Reproduce the records precisely. Every line should be included.

Stored data:
= = =

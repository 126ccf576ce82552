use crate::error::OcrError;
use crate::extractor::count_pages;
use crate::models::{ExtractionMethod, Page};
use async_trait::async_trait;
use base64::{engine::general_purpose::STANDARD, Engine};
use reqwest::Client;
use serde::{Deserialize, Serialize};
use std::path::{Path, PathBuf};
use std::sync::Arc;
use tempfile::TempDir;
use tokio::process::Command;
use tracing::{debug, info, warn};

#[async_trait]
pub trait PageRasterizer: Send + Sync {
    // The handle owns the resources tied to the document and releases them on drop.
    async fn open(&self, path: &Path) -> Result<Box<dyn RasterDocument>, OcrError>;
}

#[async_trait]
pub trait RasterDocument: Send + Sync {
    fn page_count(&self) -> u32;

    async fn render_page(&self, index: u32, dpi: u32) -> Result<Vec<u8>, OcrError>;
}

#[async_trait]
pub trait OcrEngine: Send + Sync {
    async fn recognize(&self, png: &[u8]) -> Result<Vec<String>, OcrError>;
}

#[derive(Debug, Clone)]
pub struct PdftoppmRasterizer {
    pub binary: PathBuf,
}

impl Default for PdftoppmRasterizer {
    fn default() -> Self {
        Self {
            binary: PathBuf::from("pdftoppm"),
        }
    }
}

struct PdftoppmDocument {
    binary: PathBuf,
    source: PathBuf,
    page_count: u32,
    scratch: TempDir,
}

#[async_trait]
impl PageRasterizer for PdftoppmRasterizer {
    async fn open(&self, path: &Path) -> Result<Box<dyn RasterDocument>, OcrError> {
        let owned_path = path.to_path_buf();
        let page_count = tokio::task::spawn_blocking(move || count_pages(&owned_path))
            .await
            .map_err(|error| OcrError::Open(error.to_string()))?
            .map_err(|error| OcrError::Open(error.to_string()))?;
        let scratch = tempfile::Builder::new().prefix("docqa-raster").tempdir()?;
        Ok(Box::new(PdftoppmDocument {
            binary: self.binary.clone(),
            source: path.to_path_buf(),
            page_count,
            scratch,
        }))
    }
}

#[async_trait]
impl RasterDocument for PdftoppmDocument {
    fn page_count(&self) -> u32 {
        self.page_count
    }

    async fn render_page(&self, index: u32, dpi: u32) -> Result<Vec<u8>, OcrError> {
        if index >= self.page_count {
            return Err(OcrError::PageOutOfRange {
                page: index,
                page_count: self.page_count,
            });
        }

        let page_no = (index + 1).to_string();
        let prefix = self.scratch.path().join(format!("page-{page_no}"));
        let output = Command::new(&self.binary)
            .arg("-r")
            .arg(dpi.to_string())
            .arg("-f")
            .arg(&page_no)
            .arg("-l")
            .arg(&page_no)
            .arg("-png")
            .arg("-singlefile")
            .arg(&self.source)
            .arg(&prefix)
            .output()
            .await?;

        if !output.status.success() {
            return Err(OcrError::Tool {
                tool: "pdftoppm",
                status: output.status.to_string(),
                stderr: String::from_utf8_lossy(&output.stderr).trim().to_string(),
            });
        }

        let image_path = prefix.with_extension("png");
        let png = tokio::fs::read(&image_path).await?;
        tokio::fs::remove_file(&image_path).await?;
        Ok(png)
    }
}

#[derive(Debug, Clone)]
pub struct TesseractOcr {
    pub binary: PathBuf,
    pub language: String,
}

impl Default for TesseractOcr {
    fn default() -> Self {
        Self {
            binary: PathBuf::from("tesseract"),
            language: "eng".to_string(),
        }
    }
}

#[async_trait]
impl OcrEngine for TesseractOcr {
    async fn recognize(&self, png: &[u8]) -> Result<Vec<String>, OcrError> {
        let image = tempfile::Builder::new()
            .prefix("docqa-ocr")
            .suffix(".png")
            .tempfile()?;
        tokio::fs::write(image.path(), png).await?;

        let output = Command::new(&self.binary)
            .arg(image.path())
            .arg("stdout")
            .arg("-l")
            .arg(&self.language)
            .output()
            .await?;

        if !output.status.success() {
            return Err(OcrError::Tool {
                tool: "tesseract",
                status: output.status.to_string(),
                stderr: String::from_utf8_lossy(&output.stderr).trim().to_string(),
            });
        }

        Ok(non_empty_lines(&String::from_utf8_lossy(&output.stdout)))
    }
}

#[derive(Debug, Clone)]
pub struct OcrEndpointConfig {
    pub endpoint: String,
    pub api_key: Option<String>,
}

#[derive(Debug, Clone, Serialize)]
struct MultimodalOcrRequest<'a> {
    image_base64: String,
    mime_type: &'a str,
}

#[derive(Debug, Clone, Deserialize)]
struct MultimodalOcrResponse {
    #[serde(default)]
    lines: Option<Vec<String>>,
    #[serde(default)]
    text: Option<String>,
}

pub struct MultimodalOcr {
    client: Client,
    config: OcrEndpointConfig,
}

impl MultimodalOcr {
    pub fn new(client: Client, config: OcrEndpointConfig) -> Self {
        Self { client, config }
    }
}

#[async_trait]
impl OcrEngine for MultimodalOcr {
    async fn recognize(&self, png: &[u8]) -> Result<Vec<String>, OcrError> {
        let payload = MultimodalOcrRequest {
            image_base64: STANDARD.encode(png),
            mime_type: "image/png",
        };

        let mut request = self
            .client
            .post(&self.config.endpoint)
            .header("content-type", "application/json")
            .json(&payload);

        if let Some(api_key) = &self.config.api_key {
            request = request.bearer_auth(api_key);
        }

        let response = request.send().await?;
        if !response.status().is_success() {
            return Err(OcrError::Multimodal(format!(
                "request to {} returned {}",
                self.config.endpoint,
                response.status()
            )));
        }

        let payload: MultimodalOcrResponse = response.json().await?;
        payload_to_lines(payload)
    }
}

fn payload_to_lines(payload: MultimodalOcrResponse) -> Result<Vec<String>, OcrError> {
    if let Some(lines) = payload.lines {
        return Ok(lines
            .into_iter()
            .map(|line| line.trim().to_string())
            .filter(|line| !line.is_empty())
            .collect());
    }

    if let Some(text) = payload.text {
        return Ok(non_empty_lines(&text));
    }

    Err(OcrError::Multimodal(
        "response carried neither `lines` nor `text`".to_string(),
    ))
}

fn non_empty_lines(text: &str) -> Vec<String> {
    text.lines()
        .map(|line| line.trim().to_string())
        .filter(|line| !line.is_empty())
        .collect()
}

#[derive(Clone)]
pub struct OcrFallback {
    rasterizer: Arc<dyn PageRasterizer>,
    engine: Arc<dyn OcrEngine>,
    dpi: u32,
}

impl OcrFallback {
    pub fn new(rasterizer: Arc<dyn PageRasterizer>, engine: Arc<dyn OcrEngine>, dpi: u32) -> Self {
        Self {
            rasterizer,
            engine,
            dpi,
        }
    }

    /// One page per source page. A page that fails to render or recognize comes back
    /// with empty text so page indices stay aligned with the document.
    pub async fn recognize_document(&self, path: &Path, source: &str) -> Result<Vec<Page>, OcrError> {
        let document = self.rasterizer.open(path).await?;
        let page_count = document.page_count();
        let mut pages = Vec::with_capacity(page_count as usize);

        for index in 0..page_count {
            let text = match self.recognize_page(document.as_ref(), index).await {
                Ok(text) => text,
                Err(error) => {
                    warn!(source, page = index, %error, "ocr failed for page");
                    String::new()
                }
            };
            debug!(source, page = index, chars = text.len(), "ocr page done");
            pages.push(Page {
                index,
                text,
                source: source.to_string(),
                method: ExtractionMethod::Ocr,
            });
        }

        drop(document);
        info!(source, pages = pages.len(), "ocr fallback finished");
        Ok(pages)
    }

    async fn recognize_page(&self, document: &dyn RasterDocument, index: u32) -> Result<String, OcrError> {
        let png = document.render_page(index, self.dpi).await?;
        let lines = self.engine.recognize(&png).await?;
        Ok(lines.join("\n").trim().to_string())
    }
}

= = =

:: Written answer ::
repository 126ccf576ce82552
use crate::error::OcrError;
use crate::extractor::count_pages;
use crate::models::{ExtractionMethod, Page};
use async_trait::async_trait;
use base64::{engine::general_purpose::STANDARD, Engine};
use reqwest::Client;
use serde::{Deserialize, Serialize};
use std::path::{Path, PathBuf};
use std::sync::Arc;
use tempfile::TempDir;
use tokio::process::Command;
use tracing::{debug, info, warn};

#[async_trait]
pub trait PageRasterizer: Send + Sync {
    // The handle owns the resources tied to the document and releases them on drop.
    async fn open(&self, path: &Path) -> Result<Box<dyn RasterDocument>, OcrError>;
}

#[async_trait]
pub trait RasterDocument: Send + Sync {
    fn page_count(&self) -> u32;

    async fn render_page(&self, index: u32, dpi: u32) -> Result<Vec<u8>, OcrError>;
}

#[async_trait]
pub trait OcrEngine: Send + Sync {
    async fn recognize(&self, png: &[u8]) -> Result<Vec<String>, OcrError>;
}

#[derive(Debug, Clone)]
pub struct PdftoppmRasterizer {
    pub binary: PathBuf,
}

impl Default for PdftoppmRasterizer {
    fn default() -> Self {
        Self {
            binary: PathBuf::from("pdftoppm"),
        }
    }
}

struct PdftoppmDocument {
    binary: PathBuf,
    source: PathBuf,
    page_count: u32,
    scratch: TempDir,
}

#[async_trait]
impl PageRasterizer for PdftoppmRasterizer {
    async fn open(&self, path: &Path) -> Result<Box<dyn RasterDocument>, OcrError> {
        let owned_path = path.to_path_buf();
        let page_count = tokio::task::spawn_blocking(move || count_pages(&owned_path))
            .await
            .map_err(|error| OcrError::Open(error.to_string()))?
            .map_err(|error| OcrError::Open(error.to_string()))?;
        let scratch = tempfile::Builder::new().prefix("docqa-raster").tempdir()?;
        Ok(Box::new(PdftoppmDocument {
            binary: self.binary.clone(),
            source: path.to_path_buf(),
            page_count,
            scratch,
        }))
    }
}

#[async_trait]
impl RasterDocument for PdftoppmDocument {
    fn page_count(&self) -> u32 {
        self.page_count
    }

    async fn render_page(&self, index: u32, dpi: u32) -> Result<Vec<u8>, OcrError> {
        if index >= self.page_count {
            return Err(OcrError::PageOutOfRange {
                page: index,
                page_count: self.page_count,
            });
        }

        let page_no = (index + 1).to_string();
        let prefix = self.scratch.path().join(format!("page-{page_no}"));
        let output = Command::new(&self.binary)
            .arg("-r")
            .arg(dpi.to_string())
            .arg("-f")
            .arg(&page_no)
            .arg("-l")
            .arg(&page_no)
            .arg("-png")
            .arg("-singlefile")
            .arg(&self.source)
            .arg(&prefix)
            .output()
            .await?;

        if !output.status.success() {
            return Err(OcrError::Tool {
                tool: "pdftoppm",
                status: output.status.to_string(),
                stderr: String::from_utf8_lossy(&output.stderr).trim().to_string(),
            });
        }

        let image_path = prefix.with_extension("png");
        let png = tokio::fs::read(&image_path).await?;
        tokio::fs::remove_file(&image_path).await?;
        Ok(png)
    }
}

#[derive(Debug, Clone)]
pub struct TesseractOcr {
    pub binary: PathBuf,
    pub language: String,
}

impl Default for TesseractOcr {
    fn default() -> Self {
        Self {
            binary: PathBuf::from("tesseract"),
            language: "eng".to_string(),
        }
    }
}

#[async_trait]
impl OcrEngine for TesseractOcr {
    async fn recognize(&self, png: &[u8]) -> Result<Vec<String>, OcrError> {
        let image = tempfile::Builder::new()
            .prefix("docqa-ocr")
            .suffix(".png")
            .tempfile()?;
        tokio::fs::write(image.path(), png).await?;

        let output = Command::new(&self.binary)
            .arg(image.path())
            .arg("stdout")
            .arg("-l")
            .arg(&self.language)
            .output()
            .await?;

        if !output.status.success() {
            return Err(OcrError::Tool {
                tool: "tesseract",
                status: output.status.to_string(),
                stderr: String::from_utf8_lossy(&output.stderr).trim().to_string(),
            });
        }

        Ok(non_empty_lines(&String::from_utf8_lossy(&output.stdout)))
    }
}

#[derive(Debug, Clone)]
pub struct OcrEndpointConfig {
    pub endpoint: String,
    pub api_key: Option<String>,
}

#[derive(Debug, Clone, Serialize)]
struct MultimodalOcrRequest<'a> {
    image_base64: String,
    mime_type: &'a str,
}

#[derive(Debug, Clone, Deserialize)]
struct MultimodalOcrResponse {
    #[serde(default)]
    lines: Option<Vec<String>>,
    #[serde(default)]
    text: Option<String>,
}

pub struct MultimodalOcr {
    client: Client,
    config: OcrEndpointConfig,
}

impl MultimodalOcr {
    pub fn new(client: Client, config: OcrEndpointConfig) -> Self {
        Self { client, config }
    }
}

#[async_trait]
impl OcrEngine for MultimodalOcr {
    async fn recognize(&self, png: &[u8]) -> Result<Vec<String>, OcrError> {
        let payload = MultimodalOcrRequest {
            image_base64: STANDARD.encode(png),
            mime_type: "image/png",
        };

        let mut request = self
            .client
            .post(&self.config.endpoint)
            .header("content-type", "application/json")
            .json(&payload);

        if let Some(api_key) = &self.config.api_key {
            request = request.bearer_auth(api_key);
        }

        let response = request.send().await?;
        if !response.status().is_success() {
            return Err(OcrError::Multimodal(format!(
                "request to {} returned {}",
                self.config.endpoint,
                response.status()
            )));
        }

        let payload: MultimodalOcrResponse = response.json().await?;
        payload_to_lines(payload)
    }
}

fn payload_to_lines(payload: MultimodalOcrResponse) -> Result<Vec<String>, OcrError> {
    if let Some(lines) = payload.lines {
        return Ok(lines
            .into_iter()
            .map(|line| line.trim().to_string())
            .filter(|line| !line.is_empty())
            .collect());
    }

    if let Some(text) = payload.text {
        return Ok(non_empty_lines(&text));
    }

    Err(OcrError::Multimodal(
        "response carried neither `lines` nor `text`".to_string(),
    ))
}

fn non_empty_lines(text: &str) -> Vec<String> {
    text.lines()
        .map(|line| line.trim().to_string())
        .filter(|line| !line.is_empty())
        .collect()
}

#[derive(Clone)]
pub struct OcrFallback {
    rasterizer: Arc<dyn PageRasterizer>,
    engine: Arc<dyn OcrEngine>,
    dpi: u32,
}

impl OcrFallback {
    pub fn new(rasterizer: Arc<dyn PageRasterizer>, engine: Arc<dyn OcrEngine>, dpi: u32) -> Self {
        Self {
            rasterizer,
            engine,
            dpi,
        }
    }

    /// One page per source page. A page that fails to render or recognize comes back
    /// with empty text so page indices stay aligned with the document.
    pub async fn recognize_document(&self, path: &Path, source: &str) -> Result<Vec<Page>, OcrError> {
        let document = self.rasterizer.open(path).await?;
        let page_count = document.page_count();
        let mut pages = Vec::with_capacity(page_count as usize);

        for index in 0..page_count {
            let text = match self.recognize_page(document.as_ref(), index).await {
                Ok(text) => text,
                Err(error) => {
                    warn!(source, page = index, %error, "ocr failed for page");
                    String::new()
                }
            };
            debug!(source, page = index, chars = text.len(), "ocr page done");
            pages.push(Page {
                index,
                text,
                source: source.to_string(),
                method: ExtractionMethod::Ocr,
            });
        }

        drop(document);
        info!(source, pages = pages.len(), "ocr fallback finished");
        Ok(pages)
    }

    async fn recognize_page(&self, document: &dyn RasterDocument, index: u32) -> Result<String, OcrError> {
        let png = document.render_page(index, self.dpi).await?;
        let lines = self.engine.recognize(&png).await?;
        Ok(lines.join("\n").trim().to_string())
    }
}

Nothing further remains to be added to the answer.